There was the crack of a musket on the shore behind them, and a ball whistled over their heads and splashed into the water before them. Jack glanced back and saw a blue-clothed figure on the river bank.

"They're coming," he said. "One of them's trying to pot us now. Impossible to turn back."

"Gosh! it's deepening again," growled Buck.

So it was. The stream ran nearly shoulder deep, and the other bank was still a good forty yards away. Jack pushed on as fast as he could, urging the pony forward. His breath came fast, and his heart thumped like a trip-hammer. The situation was inconceivably desperate. Somewhere through the hidden depths of the rushing stream, three monstrous and frightful reptiles, fearfully dangerous and terrible creatures in their own element, were darting swiftly towards them, and behind them the dacoits now lined the shore and prevented return into shallower waters which might promise safety from the huge saurians.

Suddenly the pony which Jack led gave a great leap, and pawed the water madly with its fore-feet, and uttered a loud snort of agonised terror. Jack held him tight and looked over his withers. Nor could the brave lad keep back a cry of alarm at the frightful thing he saw there.


CHAPTER XVIII.

THE COMBAT IN THE RIVER.

The river, though swift, was not muddy, and through the clear brown water he saw plainly the vast open jaws of a huge alligator rising in the stream, and about to seize the pony by the neck. In another second the great saurian would have seized its prey, but the pony swerved aside, and the huge snout shot out of the water, and the jaws, missing their prey, clashed together with a sharp snap. At the next moment they were opened, as the alligator drew back a little for a fresh assault.

Jack had been marching with his Mannlicher held on top of the pony's pack, and his Mauser pistol held up in the other hand, hoping to keep the weapons dry. Now he seized the opportunity of pouring a stream of heavy Mauser bullets into the open jaws.

So swiftly did he press the trigger that he drove five shots in before the alligator once more snapped its jaws close. The great saurian was badly wounded, and in its rage and agony began to lash the water furiously with its huge tail, while blood and foam poured out at its jaws and nostrils. The deadly, ripping, soft-nosed bullets, which would have glanced off its hide of mail, had torn their way down its throat and through the soft parts of the body with fearful destructive power, inflicting mortal wounds. At sound of the pistol shots so close to its ear, the pony leapt forward more frantically still, and the huge dying brute was left floundering in the water.

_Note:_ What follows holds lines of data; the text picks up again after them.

//! Repository boundary.
//!
//! This module defines the storage-facing abstraction for persisting and
//! retrieving entities without making any backend assumptions, plus the two
//! shipped backends (in-memory map, Postgres).

pub mod in_memory;
pub mod postgres;
pub mod query;
pub mod r#trait;

pub use in_memory::InMemoryRepository;
pub use postgres::{PgRepository, PgUnitOfWork, SqlEntity};
pub use query::{NamedQueries, ParamValue, QueryArgs};
pub use r#trait::{QueryExecutor, Repository, RepositoryError, RepositoryResult};
//! Entity trait: identity + continuity across state changes.

use std::collections::hash_map::DefaultHasher;
use std::hash::{Hash, Hasher};

/// Entity marker + minimal interface.
///
/// Entities compare by identity, not by attributes: two entities carrying
/// the same key are the same entity, regardless of how the rest of their
/// state differs. The key is optional — `None` models an instance that has
/// not been assigned an identity yet (typically: not stored).
pub trait Entity {
    /// Strongly-typed entity key.
    type Key: Clone + Eq + Hash + core::fmt::Debug;

    /// Returns the identity key, if one has been assigned.
    fn key(&self) -> Option<&Self::Key>;

    /// Identity comparison.
    ///
    /// True when both sides are the same instance, or when both keys are
    /// assigned and equal. Two distinct unkeyed instances are never the same
    /// entity — there is no value-based fallback for equality.
    fn same_identity_as(&self, other: &Self) -> bool
    where
        Self: Sized,
    {
        if core::ptr::eq(self, other) {
            return true;
        }
        match (self.key(), other.key()) {
            (Some(a), Some(b)) => a == b,
            _ => false,
        }
    }

    /// Identity hash.
    ///
    /// Hashes the key when one is assigned. Unkeyed instances fall back to an
    /// address-derived hash, so distinct new instances do not collapse into a
    /// single bucket. The fallback is not stable across moves; hash unkeyed
    /// entities in place or not at all.
    fn identity_hash(&self) -> u64
    where
        Self: Sized,
    {
        let mut hasher = DefaultHasher::new();
        match self.key() {
            Some(key) => key.hash(&mut hasher),
            None => (self as *const Self as usize).hash(&mut hasher),
        }
        hasher.finish()
    }
}

/// Builder producing a fully-formed entity.
pub trait EntityBuilder {
    /// The entity type this builder produces.
    type Entity: Entity;

    /// Consume the builder and produce the entity.
    fn build(self) -> Self::Entity;
}

#[cfg(test)]
mod tests {
    use super::*;
    use proptest::prelude::*;

    #[derive(Debug, Clone, PartialEq, Eq)]
    struct Person {
        id: Option<u32>,
        name: String,
    }

    impl Person {
        fn new(id: impl Into<Option<u32>>, name: &str) -> Self {
            Self {
                id: id.into(),
                name: name.to_string(),
            }
        }
    }

    impl Entity for Person {
        type Key = u32;

        fn key(&self) -> Option<&u32> {
            self.id.as_ref()
        }
    }

    #[test]
    fn equal_keys_are_the_same_identity_regardless_of_attributes() {
        let a = Person::new(1, "Anders");
        let b = Person::new(1, "Someone else entirely");

        assert!(a.same_identity_as(&b));
        assert!(b.same_identity_as(&a));
        assert_eq!(a.identity_hash(), b.identity_hash());
    }

    #[test]
    fn different_keys_are_different_identities() {
        let a = Person::new(1, "Anders");
        let b = Person::new(2, "Anders");

        assert!(!a.same_identity_as(&b));
    }

    #[test]
    fn distinct_unkeyed_instances_are_never_the_same() {
        let a = Person::new(None, "Anders");
        let b = Person::new(None, "Anders");

        assert!(!a.same_identity_as(&b));
        assert!(!b.same_identity_as(&a));
    }

    #[test]
    fn unkeyed_instance_is_the_same_as_itself() {
        let a = Person::new(None, "Anders");

        assert!(a.same_identity_as(&a));
    }

    #[test]
    fn keyed_instance_is_the_same_as_itself() {
        let a = Person::new(7, "Anders");

        assert!(a.same_identity_as(&a));
        assert_eq!(a.identity_hash(), a.identity_hash());
    }

    #[test]
    fn unkeyed_against_keyed_is_never_the_same() {
        let a = Person::new(None, "Anders");
        let b = Person::new(1, "Anders");

        assert!(!a.same_identity_as(&b));
        assert!(!b.same_identity_as(&a));
    }

    #[test]
    fn distinct_unkeyed_instances_hash_apart() {
        // Two live instances occupy different addresses, so the fallback
        // hashes differ.
        let a = Person::new(None, "Anders");
        let b = Person::new(None, "Anders");

        assert_ne!(a.identity_hash(), b.identity_hash());
    }

    proptest! {
        #[test]
        fn identity_is_reflexive_for_any_key(id in any::<u32>(), name in ".*") {
            let person = Person::new(id, &name);
            prop_assert!(person.same_identity_as(&person));
            prop_assert_eq!(person.identity_hash(), person.identity_hash());
        }

        #[test]
        fn key_equality_implies_identity(id in any::<u32>(), a in ".*", b in ".*") {
            let left = Person::new(id, &a);
            let right = Person::new(id, &b);
            prop_assert!(left.same_identity_as(&right));
            prop_assert_eq!(left.identity_hash(), right.identity_hash());
        }

        #[test]
        fn key_inequality_implies_distinct_identity(a in any::<u32>(), b in any::<u32>()) {
            prop_assume!(a != b);
            let left = Person::new(a, "x");
            let right = Person::new(b, "x");
            prop_assert!(!left.same_identity_as(&right));
        }
    }
}
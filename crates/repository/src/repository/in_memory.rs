use std::sync::RwLock;

use async_trait::async_trait;
use indexmap::IndexMap;

use groundwork_core::Entity;

use super::r#trait::{Repository, RepositoryError, RepositoryResult};

/// In-memory repository backed by a concurrent, insertion-ordered map.
///
/// Intended for tests/dev. The inherent API takes `&self` and is safe for
/// concurrent use: individual operations are atomic under the lock.
/// [`store`] is check-then-act across two lock acquisitions — concurrent
/// callers on one key race with last-write-wins; the map entry survives
/// either way.
///
/// There is no transaction concept here: mutating calls never fail on
/// transactional grounds, and `flush`/`clear`/`refresh` are no-ops.
///
/// [`store`]: InMemoryRepository::store
#[derive(Debug)]
pub struct InMemoryRepository<T: Entity> {
    entities: RwLock<IndexMap<T::Key, T>>,
}

impl<T: Entity> InMemoryRepository<T> {
    pub fn new() -> Self {
        Self {
            entities: RwLock::new(IndexMap::new()),
        }
    }
}

impl<T: Entity> Default for InMemoryRepository<T> {
    fn default() -> Self {
        Self::new()
    }
}

impl<T> InMemoryRepository<T>
where
    T: Entity + Clone + PartialEq,
{
    pub fn find(&self, key: &T::Key) -> RepositoryResult<Option<T>> {
        let map = self
            .entities
            .read()
            .map_err(|_| RepositoryError::storage("find", "lock poisoned"))?;
        Ok(map.get(key).cloned())
    }

    /// All stored instances, in insertion order.
    pub fn find_all(&self) -> RepositoryResult<Vec<T>> {
        let map = self
            .entities
            .read()
            .map_err(|_| RepositoryError::storage("find_all", "lock poisoned"))?;
        Ok(map.values().cloned().collect())
    }

    /// Membership test, by value.
    pub fn contains(&self, entity: &T) -> RepositoryResult<bool> {
        let map = self
            .entities
            .read()
            .map_err(|_| RepositoryError::storage("contains", "lock poisoned"))?;
        Ok(map.values().any(|stored| stored == entity))
    }

    pub fn contains_key(&self, key: &T::Key) -> RepositoryResult<bool> {
        let map = self
            .entities
            .read()
            .map_err(|_| RepositoryError::storage("contains", "lock poisoned"))?;
        Ok(map.contains_key(key))
    }

    /// Insert `entity` under its key, overwriting any previous value.
    ///
    /// The map cannot generate keys, so an unkeyed entity is an error.
    pub fn persist(&self, entity: T) -> RepositoryResult<T> {
        self.put("persist", entity)
    }

    /// Insert-or-update by key. Same operation as [`persist`] on this
    /// backend; the distinction only matters for SQL.
    ///
    /// [`persist`]: InMemoryRepository::persist
    pub fn merge(&self, entity: T) -> RepositoryResult<T> {
        self.put("merge", entity)
    }

    /// Persist or merge depending on storage state.
    ///
    /// The existence check is a live map lookup made immediately before the
    /// branch, under its own lock acquisition.
    pub fn store(&self, entity: T) -> RepositoryResult<T> {
        let present = match entity.key() {
            Some(key) => self.contains_key(key)?,
            None => false,
        };

        if present {
            self.merge(entity)
        } else {
            self.persist(entity)
        }
    }

    /// Remove `entity` by its key. Absent entities (and unkeyed ones) are a
    /// silent no-op.
    pub fn remove(&self, entity: &T) -> RepositoryResult<()> {
        match entity.key() {
            Some(key) => self.remove_by_key(key),
            None => Ok(()),
        }
    }

    /// Remove by key. Absent keys are a silent no-op.
    pub fn remove_by_key(&self, key: &T::Key) -> RepositoryResult<()> {
        let mut map = self
            .entities
            .write()
            .map_err(|_| RepositoryError::storage("remove", "lock poisoned"))?;
        // shift_remove keeps the remaining insertion order intact.
        map.shift_remove(key);
        Ok(())
    }

    /// No-op: the map already holds the stored state.
    pub fn refresh(&self, entity: T) -> RepositoryResult<T> {
        Ok(entity)
    }

    /// No-op: writes go through immediately.
    pub fn flush(&self) -> RepositoryResult<()> {
        Ok(())
    }

    /// No-op: there is no managed object graph to detach.
    pub fn clear(&self) -> RepositoryResult<()> {
        Ok(())
    }

    pub fn len(&self) -> RepositoryResult<usize> {
        let map = self
            .entities
            .read()
            .map_err(|_| RepositoryError::storage("len", "lock poisoned"))?;
        Ok(map.len())
    }

    pub fn is_empty(&self) -> RepositoryResult<bool> {
        Ok(self.len()? == 0)
    }

    fn put(&self, operation: &'static str, entity: T) -> RepositoryResult<T> {
        let key = entity
            .key()
            .cloned()
            .ok_or(RepositoryError::MissingKey(operation))?;
        let mut map = self
            .entities
            .write()
            .map_err(|_| RepositoryError::storage(operation, "lock poisoned"))?;
        map.insert(key, entity.clone());
        Ok(entity)
    }
}

#[async_trait]
impl<T> Repository<T> for InMemoryRepository<T>
where
    T: Entity + Clone + PartialEq + Send + Sync + 'static,
    T::Key: Send + Sync,
{
    async fn find(&mut self, key: &T::Key) -> RepositoryResult<Option<T>> {
        InMemoryRepository::find(self, key)
    }

    async fn find_all(&mut self) -> RepositoryResult<Vec<T>> {
        InMemoryRepository::find_all(self)
    }

    async fn contains(&mut self, entity: &T) -> RepositoryResult<bool> {
        InMemoryRepository::contains(self, entity)
    }

    async fn persist(&mut self, entity: T) -> RepositoryResult<T> {
        InMemoryRepository::persist(self, entity)
    }

    async fn merge(&mut self, entity: T) -> RepositoryResult<T> {
        InMemoryRepository::merge(self, entity)
    }

    async fn store(&mut self, entity: T) -> RepositoryResult<T> {
        InMemoryRepository::store(self, entity)
    }

    async fn remove(&mut self, entity: &T) -> RepositoryResult<()> {
        InMemoryRepository::remove(self, entity)
    }

    async fn remove_by_key(&mut self, key: &T::Key) -> RepositoryResult<()> {
        InMemoryRepository::remove_by_key(self, key)
    }

    async fn refresh(&mut self, entity: T) -> RepositoryResult<T> {
        InMemoryRepository::refresh(self, entity)
    }

    async fn flush(&mut self) -> RepositoryResult<()> {
        InMemoryRepository::flush(self)
    }

    async fn clear(&mut self) -> RepositoryResult<()> {
        InMemoryRepository::clear(self)
    }
}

"One done for," roared Jim in delight. "Peg away, boys. We may come safe yet."

The words were scarcely out of his mouth when Buck let out a yell of alarm.

"Say," cried Buck, "there's one here. He's got hold of the pony."

Buck's words were drowned by the loud shrill squeal of affright from the pony, whose off-hind leg had been seized by the second of the vast brutes to attack the party.

"Here's another," shouted Jack, and he and Jim, who had been also holding his pistol above the stream, fired rapidly. The third alligator was sailing straight upon them down stream, floating on the surface, his evil, unwinking eyes fixed full on the pony which he was about to attack. Jim planted a lucky shot in one of the wicked-looking eyes and knocked it clean out of its socket. Jack plainly saw the bleeding hole before the alligator threw up his huge tail, slapped the water with a crack like thunder, and dived.

In the meantime Buck was engaged in a terrible struggle with the alligator which had seized the pony. He held the bridle of the unlucky beast, and assisted it as much as possible in the strong fight it made for its life. So desperately did the powerful little animal struggle with its terrible foe that it actually gained a dozen yards or more, dragging the huge reptile along the river-bed. But the immensely powerful jaws, fanged with strong, sharp teeth, never loosed their grip.

Jim now turned to Buck's assistance. At that instant the alligator rolled in the water, showing its softer underside. It rose towards the surface, yet never easing its grip, and lashed the river into foam with its powerful tail as it tugged backwards with tremendous force, aiming to pull the pony into the deeper water. For a moment Jim saw its underside near the surface, the four horrible legs armed with huge claws striking out savagely in the water.

He thrust his rifle into the stream, pressing the muzzle against the saurian's body. Luckily the magazine still remained above water, and he fired several shots in swift succession into the vast brute, the water boiling and swirling as the gases of the discharge came to the surface in huge bubbles. One of these shots must have reached a vital part; the alligator gave a final convulsive shudder, its jaws ground savagely together, then they gaped wide, and the pony was free.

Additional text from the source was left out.